● **Exercise prompt**
Which of the lines in the data below contain the string "impl"? Copy each of them.

Saved data entries:
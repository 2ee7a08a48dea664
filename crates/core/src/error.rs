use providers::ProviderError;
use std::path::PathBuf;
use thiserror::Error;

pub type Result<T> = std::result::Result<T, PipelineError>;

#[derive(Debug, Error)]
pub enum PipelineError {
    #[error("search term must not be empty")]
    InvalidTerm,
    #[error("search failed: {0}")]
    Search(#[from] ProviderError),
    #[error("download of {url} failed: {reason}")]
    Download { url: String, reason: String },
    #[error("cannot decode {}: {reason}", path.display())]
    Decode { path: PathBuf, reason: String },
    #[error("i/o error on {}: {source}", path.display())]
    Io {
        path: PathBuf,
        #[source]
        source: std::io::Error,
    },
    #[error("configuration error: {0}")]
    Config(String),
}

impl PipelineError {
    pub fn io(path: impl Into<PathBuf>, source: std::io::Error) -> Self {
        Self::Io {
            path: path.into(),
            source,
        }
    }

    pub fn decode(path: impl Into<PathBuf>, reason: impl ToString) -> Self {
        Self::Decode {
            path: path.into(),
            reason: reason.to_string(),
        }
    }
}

● **Answer to the exercise**
impl PipelineError {
    pub fn io(path: impl Into<PathBuf>, source: std::io::Error) -> Self {
    pub fn decode(path: impl Into<PathBuf>, reason: impl ToString) -> Self {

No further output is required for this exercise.